Mengenakan jaket dan rompi warna coklat, Gubernur DKI Jakarta itu naik panggung diikuti personel Slank: Bimbim (Bimo Setiawan Al Machzumi Sidharta/drum), Kaka (Akhadi Wira Satriaji/vokal), Abdee Negara (gitar), Ridho (Mohammad Ridhwan Hafiedz/gitar), dan Ivanka (Ivan Kurniawan Arifin/bas).
Bukan hanya Jokowi yang naik panggung, melainkan juga Gita Wirjawan dan Roy Suryo. Sungguh itu bukan arena kampanye, tetapi ajang konser bertajuk "Clavo Premio Filter Konser 30 Tahun Slank Nggak Ada Matinya" yang digelar Megapro.
Gita Wirjawan yang Menteri Perdagangan itu bermain piano untuk lagu Slank "Maafkanlah Aku", "Tak Bisa Jauh Darimu", dan "I Miss U But I Hate U". Adapun Roy Suryo, Menteri Pemuda dan Olahraga itu, naik pentas untuk ikut menyanyikan lagu kebangsaan "Indonesia Raya" bersama band Kotak.

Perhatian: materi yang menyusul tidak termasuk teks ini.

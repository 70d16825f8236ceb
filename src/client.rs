//! Coursemology API client
//!
//! [`CoursemologyClient`] ties the pieces together:
//!
//! ```text
//! ┌──────────────────────────── CoursemologyClient ─────────────────────────────┐
//! │                                                                              │
//! │  login() ──► AuthorizationFlow ──► TokenEndpoint (code + verifier)           │
//! │                     │                                                        │
//! │                     ▼                                                        │
//! │              Arc<dyn TokenStore> ◄──── TokenEndpoint (refresh)               │
//! │                     ▲                       ▲                                │
//! │                     │                       │                                │
//! │  get()/post()/... ──► RefreshGuard ─────────┘──► HttpDispatcher ──► host     │
//! │                                                                              │
//! └──────────────────────────────────────────────────────────────────────────────┘
//! ```
//!
//! The token store is owned by the client instance and shared by reference
//! with the flow and the guard, so several clients can live in one process
//! without seeing each other's sessions.

use serde::de::DeserializeOwned;
use serde::Deserialize;
use std::sync::{Arc, PoisonError, RwLock};

use crate::auth::{AuthorizationFlow, MemoryTokenStore, TokenEndpoint, TokenSet, TokenStore};
use crate::error::{CoursemologyError, Result};
use crate::guard::RefreshGuard;
use crate::transport::{Dispatcher, HttpDispatcher};
use crate::types::{ApiRequest, ApiResponse, ClientConfig};

const CSRF_PATH: &str = "/csrf_token";
const CSRF_HEADER: &str = "X-CSRF-Token";

#[derive(Debug, Deserialize)]
#[serde(rename_all = "camelCase")]
struct CsrfResponse {
    csrf_token: String,
}

/// Client for one Coursemology instance and one user session
///
/// # Example
///
/// ```no_run
/// use coursemology_sdk::{ClientConfig, CoursemologyClient};
///
/// #[tokio::main]
/// async fn main() -> Result<(), Box<dyn std::error::Error>> {
///     let client = CoursemologyClient::new(ClientConfig::default())?;
///     client.login("alice@example.org", "hunter2").await?;
///
///     let courses: Option<serde_json::Value> = client.get("/courses").await?;
///     println!("{courses:?}");
///     Ok(())
/// }
/// ```
#[derive(Debug)]
pub struct CoursemologyClient {
    config: Arc<ClientConfig>,
    store: Arc<dyn TokenStore>,
    flow: AuthorizationFlow,
    guard: RefreshGuard<HttpDispatcher>,
    csrf_token: RwLock<Option<String>>,
}

impl CoursemologyClient {
    /// Create a client with an in-memory token store
    ///
    /// # Errors
    ///
    /// Returns `InvalidConfig` for unusable URLs, or `Transport` if the HTTP
    /// client cannot be built.
    pub fn new(config: ClientConfig) -> Result<Self> {
        let store = Arc::new(MemoryTokenStore::with_margin(config.expiry_margin));
        Self::with_store(config, store)
    }

    /// Create a client around an existing token store
    ///
    /// # Errors
    ///
    /// See [`new`](Self::new).
    pub fn with_store(config: ClientConfig, store: Arc<dyn TokenStore>) -> Result<Self> {
        config.validate()?;
        let config = Arc::new(config);

        let http = reqwest::Client::builder()
            .user_agent(config.user_agent.as_str())
            .timeout(config.timeout)
            .build()?;

        let endpoint = TokenEndpoint::new(http.clone(), &config);
        let flow = AuthorizationFlow::new(Arc::clone(&config), endpoint.clone(), Arc::clone(&store));
        let dispatcher = HttpDispatcher::with_client(http, config.host.clone());
        let guard = RefreshGuard::new(dispatcher, Arc::clone(&store), Arc::new(endpoint));

        Ok(Self {
            config,
            store,
            flow,
            guard,
            csrf_token: RwLock::new(None),
        })
    }

    /// Client configuration
    #[must_use]
    pub fn config(&self) -> &ClientConfig {
        &self.config
    }

    /// Token store shared by login and refresh
    #[must_use]
    pub fn store(&self) -> &Arc<dyn TokenStore> {
        &self.store
    }

    /// Log in and prepare the client for API calls.
    ///
    /// Runs the PKCE authorization flow, then fetches the CSRF token that
    /// state-changing requests must carry. Calling it again starts a new
    /// session from scratch.
    ///
    /// # Errors
    ///
    /// `Authentication` for rejected credentials, `Transport` for network
    /// failures, `InvalidResponse` if the CSRF token cannot be read.
    pub async fn login(&self, username: &str, password: &str) -> Result<TokenSet> {
        tracing::info!(host = %self.config.host, "Logging in");
        self.set_csrf_token(None);

        let tokens = self.flow.login(username, password).await?;
        self.refresh_csrf_token().await?;

        tracing::info!("Login successful");
        Ok(tokens)
    }

    /// Forget the session
    pub fn logout(&self) {
        self.store.clear();
        self.set_csrf_token(None);
        tracing::debug!("Logged out");
    }

    /// Whether a token set is present (it may still need a refresh)
    #[must_use]
    pub fn is_authenticated(&self) -> bool {
        self.store.get().is_some()
    }

    /// Current token set without refreshing
    #[must_use]
    pub fn current_token(&self) -> Option<TokenSet> {
        self.store.get()
    }

    /// CSRF token fetched at login
    #[must_use]
    pub fn csrf_token(&self) -> Option<String> {
        self.csrf_token
            .read()
            .unwrap_or_else(PoisonError::into_inner)
            .clone()
    }

    /// Fetch a new CSRF token from `/csrf_token`
    ///
    /// # Errors
    ///
    /// `NotAuthenticated` before login, `InvalidResponse` if the body has no
    /// `csrfToken`, or the usual request errors.
    pub async fn refresh_csrf_token(&self) -> Result<String> {
        let response = self.guard.send(&ApiRequest::get(CSRF_PATH)).await?;
        let url = self.guard.dispatcher().url_for(CSRF_PATH);
        if !response.is_success() {
            return Err(api_error(&response, "GET", url));
        }

        let csrf: CsrfResponse = response.json().map_err(|e| {
            CoursemologyError::invalid_response(format!("Failed to parse CSRF token: {e}"))
        })?;
        self.set_csrf_token(Some(csrf.csrf_token.clone()));
        Ok(csrf.csrf_token)
    }

    fn set_csrf_token(&self, token: Option<String>) {
        *self
            .csrf_token
            .write()
            .unwrap_or_else(PoisonError::into_inner) = token;
    }

    /// Send a request and return the raw response, whatever its status.
    ///
    /// Mutating requests get the CSRF header when one is known.
    ///
    /// # Errors
    ///
    /// Auth and transport errors from the [`RefreshGuard`].
    pub async fn send(&self, mut request: ApiRequest) -> Result<ApiResponse> {
        if request.is_mutating() && !request.has_header(CSRF_HEADER) {
            if let Some(token) = self.csrf_token() {
                request = request.header(CSRF_HEADER, token);
            }
        }
        self.guard.send(&request).await
    }

    /// Send a request and decode a JSON answer.
    ///
    /// Returns `Ok(None)` for an empty success body.
    ///
    /// # Errors
    ///
    /// `Api` for non-2xx statuses, `NonJsonResponse` when a success body is
    /// not JSON, `Json` when it does not match `T`, plus everything
    /// [`send`](Self::send) returns.
    pub async fn request<T: DeserializeOwned>(&self, request: ApiRequest) -> Result<Option<T>> {
        let method = request.method.to_string();
        let url = self.guard.dispatcher().url_for(&request.path);
        let response = self.send(request).await?;
        decode_response(&response, &method, url)
    }

    /// GET `path`
    ///
    /// # Errors
    ///
    /// See [`request`](Self::request).
    pub async fn get<T: DeserializeOwned>(&self, path: &str) -> Result<Option<T>> {
        self.request(ApiRequest::get(path)).await
    }

    /// POST a JSON body to `path`
    ///
    /// # Errors
    ///
    /// See [`request`](Self::request).
    pub async fn post<T: DeserializeOwned>(
        &self,
        path: &str,
        body: serde_json::Value,
    ) -> Result<Option<T>> {
        self.request(ApiRequest::post(path).json(body)).await
    }

    /// PATCH a JSON body to `path`
    ///
    /// # Errors
    ///
    /// See [`request`](Self::request).
    pub async fn patch<T: DeserializeOwned>(
        &self,
        path: &str,
        body: serde_json::Value,
    ) -> Result<Option<T>> {
        self.request(ApiRequest::patch(path).json(body)).await
    }

    /// PUT a JSON body to `path`
    ///
    /// # Errors
    ///
    /// See [`request`](Self::request).
    pub async fn put<T: DeserializeOwned>(
        &self,
        path: &str,
        body: serde_json::Value,
    ) -> Result<Option<T>> {
        self.request(ApiRequest::put(path).json(body)).await
    }

    /// DELETE `path`
    ///
    /// # Errors
    ///
    /// See [`request`](Self::request).
    pub async fn delete<T: DeserializeOwned>(&self, path: &str) -> Result<Option<T>> {
        self.request(ApiRequest::delete(path)).await
    }
}

fn api_error(response: &ApiResponse, method: &str, url: String) -> CoursemologyError {
    let api_errors = response
        .json::<serde_json::Value>()
        .ok()
        .and_then(|body| {
            body.get("errors")
                .filter(|v| !v.is_null())
                .or_else(|| body.get("error"))
                .cloned()
        })
        .filter(|v| !v.is_null());

    CoursemologyError::api(response.status, method, url, &response.text(), api_errors)
}

fn decode_response<T: DeserializeOwned>(
    response: &ApiResponse,
    method: &str,
    url: String,
) -> Result<Option<T>> {
    if !response.is_success() {
        return Err(api_error(response, method, url));
    }

    if response.body.iter().all(u8::is_ascii_whitespace) {
        return Ok(None);
    }

    let value: serde_json::Value = response
        .json()
        .map_err(|_| CoursemologyError::non_json(response.status, url, &response.text()))?;
    Ok(Some(serde_json::from_value(value)?))
}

Slank naik panggung sekitar pukul 21.15. Awak Slank dinaikkan crane membawa lampu menyala merah menuju panggung utama. Begitu menginjak panggung, mereka langsung tancap dengan lagu "Tong Kosong".
Diperkirakan, tak kurang dari sekitar 30.000-an penonton datang di konser. Penonton tetap berjingkrak meskipun di tengah guyuran hujan deras. Ketika jarum jam menunjuk angka 12, mereka tetap bertahan. Lewat tengah malam, sekitar pukul 00.20, Slank "mengusir" mereka dengan lagu yang membuat penonton benar-benar pulang, yaitu lagu "Kamu Harus Pulang". Refrein lagu itu menjadi koor massal tanpa dikomando.

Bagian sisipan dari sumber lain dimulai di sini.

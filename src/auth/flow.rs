//! Authorization-code + PKCE login driven against the site's login form

use reqwest::Url;
use std::sync::Arc;

use super::endpoint::TokenEndpoint;
use super::form::{FormTransport, HttpFormTransport, LoginForm};
use super::pkce::{PkcePair, random_state};
use super::token::{TokenSet, TokenStore};
use crate::error::{CoursemologyError, Result};
use crate::types::ClientConfig;

/// Drives the interactive authorization-code grant without a browser.
///
/// Each [`login`](Self::login) is a new attempt with its own PKCE pair,
/// `state` and cookie jar. The token store is only written after the code
/// exchange succeeds, so a failed login leaves it as it was.
#[derive(Debug, Clone)]
pub struct AuthorizationFlow {
    config: Arc<ClientConfig>,
    endpoint: TokenEndpoint,
    store: Arc<dyn TokenStore>,
}

impl AuthorizationFlow {
    /// Create a flow that installs its tokens into `store`
    #[must_use]
    pub fn new(
        config: Arc<ClientConfig>,
        endpoint: TokenEndpoint,
        store: Arc<dyn TokenStore>,
    ) -> Self {
        Self {
            config,
            endpoint,
            store,
        }
    }

    /// Log in with a fresh [`HttpFormTransport`]
    ///
    /// # Errors
    ///
    /// Returns `Authentication` for rejected credentials or an unexpected
    /// login page, redirect or token response, and `Transport` for network
    /// failures.
    pub async fn login(&self, username: &str, password: &str) -> Result<TokenSet> {
        let forms = HttpFormTransport::new(&self.config)?;
        self.login_with(&forms, username, password).await
    }

    /// Log in using the given form transport
    ///
    /// # Errors
    ///
    /// See [`login`](Self::login).
    pub async fn login_with(
        &self,
        forms: &dyn FormTransport,
        username: &str,
        password: &str,
    ) -> Result<TokenSet> {
        let pkce = PkcePair::generate();
        let state = random_state();
        let auth_url = self.authorization_url(&pkce, &state)?;

        tracing::debug!("Requesting login page");
        let page = forms.get(auth_url.as_str()).await?;
        if !page.is_success() {
            return Err(CoursemologyError::authentication(format!(
                "login page returned HTTP {}",
                page.status
            )));
        }

        let form = LoginForm::parse(&page.body).ok_or_else(|| {
            CoursemologyError::authentication("unable to find the login form on the login page")
        })?;

        tracing::debug!("Submitting credentials");
        let reply = forms
            .post_form(&form.action, &form.fields(username, password))
            .await?;

        if !reply.is_redirect() {
            if LoginForm::is_login_page(&reply.body) {
                return Err(CoursemologyError::authentication(
                    "login failed: invalid credentials or an additional challenge (MFA) is required",
                ));
            }
            return Err(CoursemologyError::authentication(format!(
                "unexpected status {} after submitting credentials",
                reply.status
            )));
        }

        let location = reply.location.unwrap_or_default();
        let code = self.authorization_code(&location, &state)?;

        tracing::debug!("Exchanging authorization code");
        let tokens = self.endpoint.exchange_code(&code, &pkce.verifier).await?;
        self.store.set(tokens.clone());

        tracing::info!(user = username, "Logged in");
        Ok(tokens)
    }

    /// Authorization endpoint URL carrying the PKCE challenge and `state`
    fn authorization_url(&self, pkce: &PkcePair, state: &str) -> Result<Url> {
        let params = [
            ("client_id", self.config.client_id.as_str()),
            ("redirect_uri", self.config.redirect_uri()),
            ("response_type", "code"),
            ("scope", self.config.scope.as_str()),
            ("state", state),
            ("code_challenge", pkce.challenge.as_str()),
            ("code_challenge_method", pkce.method.as_str()),
        ];

        Url::parse_with_params(&self.config.authorization_endpoint(), params).map_err(|e| {
            CoursemologyError::invalid_config(format!("invalid authorization endpoint: {e}"))
        })
    }

    /// Pull the authorization code out of the post-login redirect
    fn authorization_code(&self, location: &str, expected_state: &str) -> Result<String> {
        let redirect_uri = self.config.redirect_uri();
        let unexpected = || {
            CoursemologyError::authentication(format!(
                "expected redirect to {redirect_uri}, got '{location}'"
            ))
        };

        let expected = Url::parse(redirect_uri).map_err(|e| {
            CoursemologyError::invalid_config(format!("redirect_uri '{redirect_uri}' is not a URL: {e}"))
        })?;
        let url = Url::parse(location).map_err(|_| unexpected())?;
        if !is_redirect_target(&url, &expected) {
            return Err(unexpected());
        }

        let mut code = None;
        let mut state = None;
        let mut error = None;
        for (key, value) in url.query_pairs() {
            match key.as_ref() {
                "code" => code = Some(value.into_owned()),
                "state" => state = Some(value.into_owned()),
                "error" => error = Some(value.into_owned()),
                _ => {}
            }
        }

        if let Some(error) = error {
            return Err(CoursemologyError::authentication(format!(
                "authorization denied: {error}"
            )));
        }
        if state.as_deref() != Some(expected_state) {
            return Err(CoursemologyError::authentication(
                "state mismatch in authorization redirect",
            ));
        }
        code.filter(|c| !c.is_empty()).ok_or_else(|| {
            CoursemologyError::authentication("authorization redirect carried no code")
        })
    }
}

/// Same scheme, host and port as `expected`, with a path under its path
fn is_redirect_target(url: &Url, expected: &Url) -> bool {
    let base = expected.path().trim_end_matches('/');
    let path = url.path();
    url.scheme() == expected.scheme()
        && url.host_str() == expected.host_str()
        && url.port_or_known_default() == expected.port_or_known_default()
        && (path == base || path.starts_with(&format!("{base}/")))
}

Di tengah kegelapan Gelora Bung Karno, telihat kerlap-kerlip sinar dari glowing stick, korek api, sampai ponsel. Semuanya merespons apa yang dilakukan Slank di atas panggung. Luar biasa memang kesetiaan rakyat Slankers dengan Slank. Selama 30 tahun, Slank mampu membangun hubungan emosional lewat lagu. Dari "rakyatnya" itulah Slank bisa hidup dan bertahan selama tiga dekade.

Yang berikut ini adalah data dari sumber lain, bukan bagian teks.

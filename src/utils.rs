//! Request and display helpers
//!
//! - [`build_form_data`] flattens JSON into the nested form keys Rails expects
//!   (`course[title]`, `course[tabs][0][id]`), for endpoints that take
//!   `multipart/form-data` or url-encoded bodies instead of JSON.
//! - [`safe_truncate`] and [`truncate_for_display`] shorten server bodies for
//!   error messages without splitting UTF-8 characters.

use serde_json::Value;

/// Flatten a JSON value into Rails nested-attribute form fields.
///
/// Objects become `root[key]`, arrays become `root[key][index]`, an empty
/// array becomes a single `root[key][]` field with an empty value, booleans
/// are written as `true`/`false`, and nulls are omitted.
///
/// # Example
/// ```
/// use coursemology_sdk::utils::build_form_data;
/// use serde_json::json;
///
/// let fields = build_form_data(&json!({"details": {"a": 1, "tags": []}}), "item");
/// assert!(fields.contains(&("item[details][a]".to_string(), "1".to_string())));
/// assert!(fields.contains(&("item[details][tags][]".to_string(), String::new())));
/// ```
#[must_use]
pub fn build_form_data(data: &Value, root_key: &str) -> Vec<(String, String)> {
    let mut fields = Vec::new();
    flatten_into(data, root_key.to_string(), &mut fields);
    fields
}

fn flatten_into(value: &Value, prefix: String, fields: &mut Vec<(String, String)>) {
    match value {
        Value::Object(map) => {
            for (key, nested) in map {
                flatten_into(nested, format!("{prefix}[{key}]"), fields);
            }
        }
        Value::Array(items) if items.is_empty() => {
            fields.push((format!("{prefix}[]"), String::new()));
        }
        Value::Array(items) => {
            for (index, nested) in items.iter().enumerate() {
                flatten_into(nested, format!("{prefix}[{index}]"), fields);
            }
        }
        Value::Bool(b) => fields.push((prefix, b.to_string())),
        Value::String(s) => fields.push((prefix, s.clone())),
        Value::Number(n) => fields.push((prefix, n.to_string())),
        Value::Null => {}
    }
}

/// Safely truncate a string at a UTF-8 character boundary.
///
/// Returns a slice of at most `max_bytes` bytes.
///
/// # Example
/// ```
/// use coursemology_sdk::utils::safe_truncate;
///
/// let text = "Café";
/// assert_eq!(safe_truncate(text, 4), "Caf"); // 'é' is 2 bytes
/// ```
#[inline]
#[must_use]
pub fn safe_truncate(s: &str, max_bytes: usize) -> &str {
    if s.len() <= max_bytes {
        return s;
    }

    let mut boundary = max_bytes;
    while boundary > 0 && !s.is_char_boundary(boundary) {
        boundary -= 1;
    }

    &s[..boundary]
}

/// Truncate a string for display, appending "..." if anything was cut.
#[must_use]
pub fn truncate_for_display(s: &str, max_bytes: usize) -> String {
    let truncated = safe_truncate(s, max_bytes);
    if truncated.len() < s.len() {
        format!("{truncated}...")
    } else {
        truncated.to_string()
    }
}

#[cfg(test)]
mod tests {
    use super::*;
    use serde_json::json;

    fn field<'a>(fields: &'a [(String, String)], key: &str) -> Option<&'a str> {
        fields
            .iter()
            .find(|(k, _)| k == key)
            .map(|(_, v)| v.as_str())
    }

    #[test]
    fn test_build_form_data_nested() {
        let data = json!({
            "title": "Mission 1",
            "published": true,
            "tab": {"id": 7, "weight": 1.5},
            "description": null
        });
        let fields = build_form_data(&data, "assessment");

        assert_eq!(field(&fields, "assessment[title]"), Some("Mission 1"));
        assert_eq!(field(&fields, "assessment[published]"), Some("true"));
        assert_eq!(field(&fields, "assessment[tab][id]"), Some("7"));
        assert_eq!(field(&fields, "assessment[tab][weight]"), Some("1.5"));
        assert_eq!(field(&fields, "assessment[description]"), None);
        assert_eq!(fields.len(), 4);
    }

    #[test]
    fn test_build_form_data_arrays() {
        let data = json!({
            "tags": [],
            "options": [{"correct": false, "text": "A"}, {"correct": true, "text": "B"}]
        });
        let fields = build_form_data(&data, "question");

        assert_eq!(field(&fields, "question[tags][]"), Some(""));
        assert_eq!(field(&fields, "question[options][0][correct]"), Some("false"));
        assert_eq!(field(&fields, "question[options][1][text]"), Some("B"));
    }

    #[test]
    fn test_build_form_data_scalar_root() {
        let fields = build_form_data(&json!("plain"), "comment");
        assert_eq!(fields, vec![("comment".to_string(), "plain".to_string())]);
    }

    #[test]
    fn test_safe_truncate_multibyte() {
        let text = "你好世界"; // 3 bytes each
        assert_eq!(safe_truncate(text, 4), "你");
        assert_eq!(safe_truncate(text, 6), "你好");
        assert_eq!(safe_truncate(text, 100), text);
    }

    #[test]
    fn test_truncate_for_display() {
        let text = "This is a long message";
        assert_eq!(truncate_for_display(text, 100), text);
        assert_eq!(truncate_for_display(text, 10), "This is a ...");
        assert_eq!(truncate_for_display("Hello 🌍 World", 7), "Hello ...");
    }
}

"Tanpa dukungan mereka, kami bukan apa-apa. Maka, kami lebih mendengar fans. Kami 70 persen mengikuti fans, hanya 30 persen yang mengikuti tren," kata Kaka (39).
Dengan pemahaman semacam itu, musik Slank terasa khas.
"Kami konsisten mengusung tema sosial, demokrasi, lingkungan hidup, cinta, dan perubahan anak-anak muda," kata Bimbim (46).
Lintas generasi
Di tengah konser rock itu, ada pula seorang ibu sepuh berusia 76 tahun. Wajahnya tampak teduh dan bijak. Ia adalah Bunda Iffet Sidharta, ibu dari Bimbim yang sudah dianggap ibu dari awak Slank, dan bahkan ibu para Slankers. Di tengah gemuruh sorak puluhan ribu penonton, ia berucap lembut.
"Syukur alhamdulillah tanpa terasa 30 tahun sudah Bunda membimbing Slank. Tanpa kalian semua, para Slankers, Slank bukan apa-apa. Kalau ingin Slank baik jangan bikin ulah," kata Bunda Iffet. Dan benarlah pesan sang bunda, konser berakhir tanpa ada yang bikin ulah.
Slank berdiri tahun 1983. Cikal bakalnya adalah band Cikini Stones Complex. Stone diambil dari Rolling Stones, band yang memengaruhi Slank. Dalam konser, mereka mengajak musisi yang pernah mendukung, yakni Imanez, Pay, Indra Q, Reynold, dan WeelWelly.
Slank tumbuh di era 1980-an ketika belantika musik Indonesia sedang diramaikan oleh antara lain lagu-lagu dari Chrisye, Utha Likumahuwa, Rinto Harahap, Pance Pondaag, Jamal Mirdad, dan banyak lagi. Mereka tidak larut ke arus pasar, tapi tetap asyik dengan orientasi rock ala Mick Jagger dan kawan-kawan. Ketika itu, band sisa-sisa era 1970-an seperti Koes Plus dan D’Lloyds relatif sudah menyurut.